Jedenfalls bei mir, weil der Kabelanschluss selbst sowieso in der Miete drin ist.

Das Kabel in der Arbeit (Vodafone) hat allerdings öfter mal Probleme. Sicher eine handvoll Ausfälle die letzten Jahre. Mag am Anbieter liegen oder am Ort. Da könnte man mal Störungskarten gucken, um zu sehen wie Zuverlässig es in deiner Gegend ist.


----------



## Spiritogre (24. November 2019)

Was wichtig ist, ist die Latenz, und die ist von Ort zu Ort unterschiedlich. In der Regel ist dort aber VDSL im Vorteil, so wie ich es mitbekommen habe. 
Bei Kabel hast du halt häufig zu viele Störfaktoren, welche die Qualität beeinträchtigen können und das geht halt beim Anbieter los.


----------



## Gast1661893802 (24. November 2019)

Spiritogre schrieb:


> Was wichtig ist, ist die Latenz, und die ist von Ort zu Ort unterschiedlich. In der Regel ist dort aber VDSL im Vorteil, so wie ich es mitbekommen habe.  Bei Kabel hast du halt häufig zu viele Störfaktoren, welche die Qualität beeinträchtigen können und das geht halt beim Anbieter los.


Das kann man nicht so verallgemeinern, je nach Ausbau und Reserven  vor Ort kann Kabel deutlich potenter als VDSL sein. In meiner Ecke in Kiel wurde bei Kabel immer wieder mal nachgerüstet und dann gab es auch an Feiertagen etc (Stoßzeiten) keine Probleme mehr. Dagegen kann ich den VDSL Ausbau halten, der bei meinem Wohngebäude nicht existend ist, fast alle Häuser drumherum sind aber erschlossen !  8Mbit müssen wohl ausreichen und erfordern keine Umbelegung auf einer näher gelegenen "Schnittstelle"


----------



## Spiritogre (24. November 2019)

LesterPG schrieb:


> Das kann man nicht so verallgemeinern, je nach Ausbau und Reserven  vor Ort kann Kabel deutlich potenter als VDSL sein. In meiner Ecke in Kiel wurde bei Kabel immer wieder mal nachgerüstet und dann gab es auch an Feiertagen etc (Stoßzeiten) keine Probleme mehr. Dagegen kann ich den VDSL Ausbau halten, der bei meinem Wohngebäude nicht existend ist, fast alle Häuser drumherum sind aber erschlossen !  8Mbit müssen wohl ausreichen und erfordern keine Umbelegung auf einer näher gelegenen "Schnittstelle"

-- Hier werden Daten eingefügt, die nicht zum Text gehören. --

//! Type-safe price representation using decimal arithmetic.
//!
//! The catalog API sends bare decimal amounts; the storefront attaches the
//! configured currency when rendering them.

use std::fmt;
use std::str::FromStr;

use rust_decimal::Decimal;
use serde::{Deserialize, Serialize};
use thiserror::Error;

/// A price with currency information.
#[derive(Debug, Clone, Copy, PartialEq, Eq, Serialize, Deserialize)]
pub struct Price {
    /// Amount in the currency's standard unit (e.g., rupees, not cents).
    pub amount: Decimal,
    /// ISO 4217 currency code.
    pub currency_code: CurrencyCode,
}

impl Price {
    /// Create a new price.
    #[must_use]
    pub const fn new(amount: Decimal, currency_code: CurrencyCode) -> Self {
        Self {
            amount,
            currency_code,
        }
    }
}

impl fmt::Display for Price {
    /// Formats as `"LKR 1999.00"`.
    fn fmt(&self, f: &mut fmt::Formatter<'_>) -> fmt::Result {
        write!(
            f,
            "{} {:.2}",
            self.currency_code.code(),
            self.amount.round_dp(2)
        )
    }
}

/// Error returned when parsing an unsupported currency code.
#[derive(Debug, Clone, PartialEq, Eq, Error)]
#[error("unsupported currency code: {0}")]
pub struct UnknownCurrency(pub String);

/// ISO 4217 currency codes.
#[derive(Debug, Clone, Copy, PartialEq, Eq, Hash, Serialize, Deserialize, Default)]
pub enum CurrencyCode {
    #[default]
    LKR,
    USD,
    EUR,
    GBP,
    INR,
}

impl CurrencyCode {
    /// The three-letter ISO code.
    #[must_use]
    pub const fn code(self) -> &'static str {
        match self {
            Self::LKR => "LKR",
            Self::USD => "USD",
            Self::EUR => "EUR",
            Self::GBP => "GBP",
            Self::INR => "INR",
        }
    }
}

impl FromStr for CurrencyCode {
    type Err = UnknownCurrency;

    fn from_str(s: &str) -> Result<Self, Self::Err> {
        match s.trim().to_ascii_uppercase().as_str() {
            "LKR" => Ok(Self::LKR),
            "USD" => Ok(Self::USD),
            "EUR" => Ok(Self::EUR),
            "GBP" => Ok(Self::GBP),
            "INR" => Ok(Self::INR),
            _ => Err(UnknownCurrency(s.to_owned())),
        }
    }
}

#[cfg(test)]
mod tests {
    use super::*;

    #[test]
    fn test_price_display_pads_to_two_places() {
        let price = Price::new(Decimal::new(1000, 0), CurrencyCode::LKR);
        assert_eq!(price.to_string(), "LKR 1000.00");

        let price = Price::new(Decimal::new(19_995, 3), CurrencyCode::USD);
        assert_eq!(price.to_string(), "USD 20.00");
    }

    #[test]
    fn test_currency_from_str_is_case_insensitive() {
        assert_eq!("lkr".parse::<CurrencyCode>().unwrap(), CurrencyCode::LKR);
        assert_eq!(" gbp ".parse::<CurrencyCode>().unwrap(), CurrencyCode::GBP);
        assert!("XYZ".parse::<CurrencyCode>().is_err());
    }
}
//! Glemora REST API client.
//!
//! # Architecture
//!
//! - Plain JSON over HTTP via `reqwest`
//! - The API is the source of truth for products, categories and the carts
//!   of signed-in shoppers; nothing is synced locally
//! - Product and category listings are cached in memory via `moka` for the
//!   configured TTL
//!
//! # Endpoints
//!
//! - `GET  /products`   - full product list
//! - `GET  /categories` - full category list
//! - `POST /cart?productId=&quantity=&size=` - add a line to the signed-in shopper's cart
//!
//! # Example
//!
//! ```rust,ignore
//! use glemora_storefront::api::ApiClient;
//!
//! let client = ApiClient::new(&config.api)?;
//! let products = client.get_products().await?;
//! client.add_to_cart(&token, products[0].id, Quantity::ONE, "M").await?;
//! ```

mod cache;

use std::sync::Arc;

use glemora_core::{Category, Product, ProductId, Quantity};
use moka::future::Cache;
use secrecy::{ExposeSecret, SecretString};
use serde::de::DeserializeOwned;
use thiserror::Error;
use tracing::{debug, instrument};
use url::Url;

use crate::config::ApiConfig;

use cache::{CacheKey, CacheValue};

/// Number of bytes of an error body kept for diagnostics.
const ERROR_BODY_PREVIEW: usize = 200;

/// Errors that can occur when talking to the Glemora API.
#[derive(Debug, Error)]
pub enum ApiError {
    /// HTTP request failed (connection, timeout, TLS).
    #[error("HTTP error: {0}")]
    Http(#[from] reqwest::Error),

    /// An endpoint URL could not be built.
    #[error("Invalid URL: {0}")]
    Url(#[from] url::ParseError),

    /// The API answered with a non-success status.
    #[error("API returned {status}: {body}")]
    Status { status: u16, body: String },

    /// JSON parsing failed.
    #[error("JSON parse error: {0}")]
    Parse(#[from] serde_json::Error),

    /// Rate limited by the API.
    #[error("Rate limited, retry after {0} seconds")]
    RateLimited(u64),
}

// =============================================================================
// ApiClient
// =============================================================================

/// Client for the Glemora REST API.
///
/// Cheap to clone; clones share the connection pool and the catalog cache.
#[derive(Clone)]
pub struct ApiClient {
    inner: Arc<ApiClientInner>,
}

struct ApiClientInner {
    client: reqwest::Client,
    base_url: Url,
    cache: Option<Cache<CacheKey, CacheValue>>,
}

impl ApiClient {
    /// Create a new API client.
    ///
    /// A zero `catalog_cache_ttl` disables caching.
    ///
    /// # Errors
    ///
    /// Returns an error if the HTTP client cannot be constructed.
    pub fn new(config: &ApiConfig) -> Result<Self, ApiError> {
        let client = reqwest::Client::builder().timeout(config.timeout).build()?;

        let cache = (!config.catalog_cache_ttl.is_zero()).then(|| {
            Cache::builder()
                .max_capacity(16)
                .time_to_live(config.catalog_cache_ttl)
                .build()
        });

        Ok(Self {
            inner: Arc::new(ApiClientInner {
                client,
                base_url: config.base_url.clone(),
                cache,
            }),
        })
    }

    fn endpoint(&self, path: &str) -> Result<Url, ApiError> {
        Ok(self.inner.base_url.join(path)?)
    }

    /// Execute a GET request and decode the JSON body.
    async fn get_json<T: DeserializeOwned>(&self, path: &str) -> Result<T, ApiError> {
        let url = self.endpoint(path)?;
        let response = self.inner.client.get(url).send().await?;
        let body = read_success_body(response).await?;

        serde_json::from_str(&body).map_err(|e| {
            tracing::error!(
                error = %e,
                path,
                body = %preview(&body),
                "Failed to parse API response"
            );
            ApiError::Parse(e)
        })
    }

    // =========================================================================
    // Catalog Methods
    // =========================================================================

    /// Get every product in the catalog.
    ///
    /// # Errors
    ///
    /// Returns an error if the API request fails or the payload is malformed.
    #[instrument(skip(self))]
    pub async fn get_products(&self) -> Result<Vec<Product>, ApiError> {
        if let Some(CacheValue::Products(products)) = self.cached(CacheKey::Products).await {
            debug!("Cache hit for products");
            return Ok(products.as_ref().clone());
        }

        let products: Vec<Product> = self.get_json("products").await?;
        debug!(count = products.len(), "Fetched products");

        self.store(
            CacheKey::Products,
            CacheValue::Products(Arc::new(products.clone())),
        )
        .await;

        Ok(products)
    }

    /// Get every product category.
    ///
    /// # Errors
    ///
    /// Returns an error if the API request fails or the payload is malformed.
    #[instrument(skip(self))]
    pub async fn get_categories(&self) -> Result<Vec<Category>, ApiError> {
        if let Some(CacheValue::Categories(categories)) = self.cached(CacheKey::Categories).await {
            debug!("Cache hit for categories");
            return Ok(categories.as_ref().clone());
        }

        let categories: Vec<Category> = self.get_json("categories").await?;
        debug!(count = categories.len(), "Fetched categories");

        self.store(
            CacheKey::Categories,
            CacheValue::Categories(Arc::new(categories.clone())),
        )
        .await;

        Ok(categories)
    }

    /// Get products and categories together.
    ///
    /// Either failure fails the whole load; there is no partial catalog.
    ///
    /// # Errors
    ///
    /// Returns the first error from either request.
    pub async fn get_catalog(&self) -> Result<(Vec<Product>, Vec<Category>), ApiError> {
        tokio::try_join!(self.get_products(), self.get_categories())
    }

    /// Look up a single product in the catalog listing.
    ///
    /// # Errors
    ///
    /// Returns an error if the product listing cannot be fetched.
    pub async fn find_product(&self, id: ProductId) -> Result<Option<Product>, ApiError> {
        Ok(self.get_products().await?.into_iter().find(|p| p.id == id))
    }

    /// Check that the products endpoint answers, bypassing the cache.
    ///
    /// # Errors
    ///
    /// Returns an error if the API is unreachable or answers with a failure.
    #[instrument(skip(self))]
    pub async fn ping(&self) -> Result<(), ApiError> {
        let url = self.endpoint("products")?;
        let response = self.inner.client.get(url).send().await?;
        read_success_body(response).await.map(drop)
    }

    async fn cached(&self, key: CacheKey) -> Option<CacheValue> {
        match &self.inner.cache {
            Some(cache) => cache.get(&key).await,
            None => None,
        }
    }

    async fn store(&self, key: CacheKey, value: CacheValue) {
        if let Some(cache) = &self.inner.cache {
            cache.insert(key, value).await;
        }
    }

    // =========================================================================
    // Cart Methods
    // =========================================================================

    /// Add a line to a signed-in shopper's remote cart.
    ///
    /// # Errors
    ///
    /// Returns an error if the request fails or the API rejects it.
    #[instrument(skip(self, token))]
    pub async fn add_to_cart(
        &self,
        token: &SecretString,
        product_id: ProductId,
        quantity: Quantity,
        size: &str,
    ) -> Result<(), ApiError> {
        let url = self.endpoint("cart")?;
        let response = self
            .inner
            .client
            .post(url)
            .bearer_auth(token.expose_secret())
            .query(&[
                ("productId", product_id.to_string()),
                ("quantity", quantity.to_string()),
                ("size", size.to_owned()),
            ])
            .send()
            .await?;

        read_success_body(response).await?;
        debug!("Added line to remote cart");
        Ok(())
    }
}

/// Read the body of a response, turning non-success statuses into errors.
async fn read_success_body(response: reqwest::Response) -> Result<String, ApiError> {
    let status = response.status();

    if status == reqwest::StatusCode::TOO_MANY_REQUESTS {
        let retry_after = response
            .headers()
            .get("Retry-After")
            .and_then(|v| v.to_str().ok())
            .and_then(|s| s.parse::<u64>().ok())
            .unwrap_or(1);
        return Err(ApiError::RateLimited(retry_after));
    }

    let body = response.text().await?;

    if !status.is_success() {
        tracing::error!(
            status = %status,
            body = %preview(&body),
            "Glemora API returned non-success status"
        );
        return Err(ApiError::Status {
            status: status.as_u16(),
            body: preview(&body),
        });
    }

    Ok(body)
}

fn preview(body: &str) -> String {
    body.chars().take(ERROR_BODY_PREVIEW).collect()
}

#[cfg(test)]
#[allow(clippy::unwrap_used)]
mod tests {
    use std::time::Duration;

    use axum::{
        Json, Router,
        extract::Query,
        http::{HeaderMap, StatusCode},
        routing::{get, post},
    };
    use serde_json::json;

    use super::*;

    /// Serve `router` on an ephemeral port and return its base URL.
    async fn serve(router: Router) -> Url {
        let listener = tokio::net::TcpListener::bind("127.0.0.1:0").await.unwrap();
        let addr = listener.local_addr().unwrap();
        tokio::spawn(async move {
            axum::serve(listener, router).await.unwrap();
        });
        Url::parse(&format!("http://{addr}/api/")).unwrap()
    }

    fn client(base_url: Url, ttl: Duration) -> ApiClient {
        ApiClient::new(&ApiConfig {
            base_url,
            timeout: Duration::from_secs(5),
            catalog_cache_ttl: ttl,
        })
        .unwrap()
    }

    fn catalog_router() -> Router {
        Router::new()
            .route(
                "/api/products",
                get(|| async {
                    Json(json!([
                        {"id": 1, "name": "Red Dress", "price": 1000, "sale": false, "stockQuantity": 3},
                        {"id": 2, "name": "Linen Shirt", "price": 2500, "salePrice": 2000, "sale": true,
                         "category": {"id": 7, "name": "Shirts"}, "stockQuantity": 0}
                    ]))
                }),
            )
            .route(
                "/api/categories",
                get(|| async { Json(json!([{"id": 7, "name": "Shirts"}])) }),
            )
    }

    #[tokio::test]
    async fn test_get_catalog() {
        let api = client(serve(catalog_router()).await, Duration::ZERO);

        let (products, categories) = api.get_catalog().await.unwrap();

        assert_eq!(products.len(), 2);
        assert_eq!(products[1].unit_price(), rust_decimal::Decimal::new(2000, 0));
        assert_eq!(categories[0].name, "Shirts");
    }

    #[tokio::test]
    async fn test_find_product() {
        let api = client(serve(catalog_router()).await, Duration::from_secs(60));

        let found = api.find_product(ProductId::new(2)).await.unwrap();
        assert_eq!(found.unwrap().name, "Linen Shirt");
        assert!(api.find_product(ProductId::new(99)).await.unwrap().is_none());
    }

    #[tokio::test]
    async fn test_non_success_status_is_an_error() {
        let router = Router::new().route(
            "/api/products",
            get(|| async { (StatusCode::SERVICE_UNAVAILABLE, "maintenance") }),
        );
        let api = client(serve(router).await, Duration::ZERO);

        let err = api.get_products().await.unwrap_err();
        assert!(matches!(err, ApiError::Status { status: 503, ref body } if body == "maintenance"));
    }

    #[tokio::test]
    async fn test_malformed_payload_is_a_parse_error() {
        let router = Router::new().route("/api/categories", get(|| async { "{not json" }));
        let api = client(serve(router).await, Duration::ZERO);

        let err = api.get_categories().await.unwrap_err();
        assert!(matches!(err, ApiError::Parse(_)));
    }

    #[tokio::test]
    async fn test_rate_limited() {
        let router = Router::new().route(
            "/api/products",
            get(|| async { (StatusCode::TOO_MANY_REQUESTS, [("Retry-After", "30")], "") }),
        );
        let api = client(serve(router).await, Duration::ZERO);

        let err = api.get_products().await.unwrap_err();
        assert!(matches!(err, ApiError::RateLimited(30)));
    }

    #[tokio::test]
    async fn test_add_to_cart_sends_query_and_token() {
        #[derive(serde::Deserialize)]
        #[serde(rename_all = "camelCase")]
        struct Params {
            product_id: i64,
            quantity: u32,
            size: String,
        }

        let router = Router::new().route(
            "/api/cart",
            post(|headers: HeaderMap, Query(params): Query<Params>| async move {
                let authorized = headers
                    .get("authorization")
                    .and_then(|v| v.to_str().ok())
                    == Some("Bearer shopper-token");
                if authorized && params.product_id == 5 && params.quantity == 2 && params.size == "L"
                {
                    StatusCode::OK
                } else {
                    StatusCode::BAD_REQUEST
                }
            }),
        );
        let api = client(serve(router).await, Duration::ZERO);
        let token = SecretString::from("shopper-token");

        api.add_to_cart(&token, ProductId::new(5), Quantity::new(2).unwrap(), "L")
            .await
            .unwrap();
    }

    #[tokio::test]
    async fn test_add_to_cart_failure_surfaces_status() {
        let router = Router::new().route(
            "/api/cart",
            post(|| async { (StatusCode::UNAUTHORIZED, "token expired") }),
        );
        let api = client(serve(router).await, Duration::ZERO);
        let token = SecretString::from("stale");

        let err = api
            .add_to_cart(&token, ProductId::new(5), Quantity::ONE, "M")
            .await
            .unwrap_err();
        assert!(matches!(err, ApiError::Status { status: 401, .. }));
    }
}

Wie gesagt es geht nicht wirklich um die Bandbreite sondern um die Latenz, die man bei einem Anschluss hat. D.h. ein Ping von 20 - 30ms ist sehr gut bei über 100 wird es dann kritisch. Und bei DSL hat man die Option u.U, Fastpath zu aktivieren, was die Latenz verringert. 

Klar ist, wenn ich heute über DSL nur 16MBit angeboten bekommen würde, dann würde ich wohl auch Kabel nehmen, wenn ich da 50MBit und mehr fürs gleiche Geld bekomme, denn 16 wären mir heute tatsächlich wohl etwas zu wenig. Ich habe jetzt VDSL 50 und bin damit sehr zufrieden, schneller wiederum brauche ich momentan aber auch nicht wirklich.


----------



## Herbboy (25. November 2019)

Loosa schrieb:


> Also in meiner Wohneinheit sind 28 Wohnungen. Keine Ahnung, wie viele davon Kabelanschluss haben, und ob die vier Eingänge nebenan (ein Haus, alles baugleich) sich den Anschluss mit teilen.
> Mit Kabel habe ich seit Jahren null Probleme. Bei meinem Anbieter (Pyur) noch nie einen Ausfall und immer die volle, gebuchte Geschwindigkeit (seit einigen Monaten 200 MBit, davor 20).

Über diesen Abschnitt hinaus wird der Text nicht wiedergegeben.